## Entries taken from a collection
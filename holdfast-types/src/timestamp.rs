//! Millisecond timestamps and injectable clocks.
//!
//! Everything that ages by wall-clock time (optimistic updates, cache
//! entries, the queue's last sync time) reads the time through a [`Clock`]
//! so tests can drive it deterministically.

use serde::{Deserialize, Serialize};
use std::fmt;
use std::sync::atomic::{AtomicU64, Ordering};
use std::time::{Duration, SystemTime, UNIX_EPOCH};

/// Milliseconds since the Unix epoch.
#[derive(
    Debug, Clone, Copy, Default, PartialEq, Eq, Hash, PartialOrd, Ord, Serialize, Deserialize,
)]
#[serde(transparent)]
pub struct Timestamp(u64);

impl Timestamp {
    /// Creates a timestamp from milliseconds since the epoch.
    #[must_use]
    pub const fn from_millis(millis: u64) -> Self {
        Self(millis)
    }

    /// Reads the system clock.
    #[must_use]
    pub fn now() -> Self {
        let millis = SystemTime::now()
            .duration_since(UNIX_EPOCH)
            .unwrap_or_default()
            .as_millis() as u64;
        Self(millis)
    }

    /// Returns milliseconds since the epoch.
    #[must_use]
    pub const fn as_millis(&self) -> u64 {
        self.0
    }

    /// Time elapsed between `earlier` and `self`, zero if `earlier` is later.
    #[must_use]
    pub fn since(&self, earlier: Timestamp) -> Duration {
        Duration::from_millis(self.0.saturating_sub(earlier.0))
    }

    /// Returns this timestamp shifted forward by `duration`.
    #[must_use]
    pub fn plus(&self, duration: Duration) -> Self {
        Self(self.0.saturating_add(duration.as_millis() as u64))
    }
}

impl fmt::Display for Timestamp {
    fn fmt(&self, f: &mut fmt::Formatter<'_>) -> fmt::Result {
        write!(f, "{}ms", self.0)
    }
}

/// Source of the current wall-clock time.
pub trait Clock: Send + Sync {
    /// Returns the current time.
    fn now(&self) -> Timestamp;
}

/// Clock backed by [`SystemTime`].
#[derive(Debug, Clone, Copy, Default)]
pub struct SystemClock;

impl Clock for SystemClock {
    fn now(&self) -> Timestamp {
        Timestamp::now()
    }
}

/// Clock that only moves when told to.
#[derive(Debug, Default)]
pub struct ManualClock {
    millis: AtomicU64,
}

impl ManualClock {
    /// Creates a clock frozen at `start`.
    #[must_use]
    pub fn new(start: Timestamp) -> Self {
        Self {
            millis: AtomicU64::new(start.as_millis()),
        }
    }

    /// Moves the clock forward.
    pub fn advance(&self, by: Duration) {
        self.millis
            .fetch_add(by.as_millis() as u64, Ordering::SeqCst);
    }

    /// Jumps to an absolute time.
    pub fn set(&self, to: Timestamp) {
        self.millis.store(to.as_millis(), Ordering::SeqCst);
    }
}

impl Clock for ManualClock {
    fn now(&self) -> Timestamp {
        Timestamp(self.millis.load(Ordering::SeqCst))
    }
}
//! Sync context for the Holdfast sync core.
//!
//! [`SyncContext`] is the one place the five components are constructed and
//! wired together. Callers hold a context (or a clone of it) instead of
//! reaching for process-wide instances:
//!
//! - mutations are recorded optimistically and appended to the durable queue
//! - [`SyncContext::sync`] replays the queue through the batcher on pooled
//!   connections, then confirms or fails the optimistic updates and drops the
//!   affected cache entries
//! - reads go through the query cache and come back with outstanding
//!   optimistic updates projected over them
//!
//! # Example
//!
//! ```
//! use holdfast_core::SyncContext;
//! use holdfast_remote::{Filter, MemoryConnector, MemoryRemote};
//! use holdfast_store::MemoryStore;
//! use holdfast_types::EntityKind;
//! use serde_json::json;
//! use std::sync::Arc;
//!
//! # #[tokio::main(flavor = "current_thread")]
//! # async fn main() -> Result<(), Box<dyn std::error::Error>> {
//! let remote = MemoryRemote::new();
//! let ctx = SyncContext::builder(
//!     Arc::new(MemoryStore::new()),
//!     Arc::new(MemoryConnector::new(remote.clone())),
//! )
//! .build()?;
//!
//! ctx.create("u1", EntityKind::Goal, json!({"title": "Read more"}))?;
//! let report = ctx.sync("u1").await?;
//! assert_eq!(report.synced, 1);
//!
//! let goals = ctx.read("u1", EntityKind::Goal, Filter::new()).await?;
//! assert_eq!(goals[0]["title"], "Read more");
//! ctx.shutdown()?;
//! # Ok(())
//! # }
//! ```

mod config;
mod context;
mod error;

pub use config::{DEFAULT_CACHE_STORAGE_KEY, HoldfastConfig};
pub use context::{BackgroundTasks, ContextStatus, SyncContext, SyncContextBuilder, SyncReport};
pub use error::{CoreError, CoreResult};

## ABOUT THIS TASK
Among the lines of the data above, find those with the word "Filter" and show them.

## RESPONSE
//! use holdfast_remote::{Filter, MemoryConnector, MemoryRemote};
//! let goals = ctx.read("u1", EntityKind::Goal, Filter::new()).await?;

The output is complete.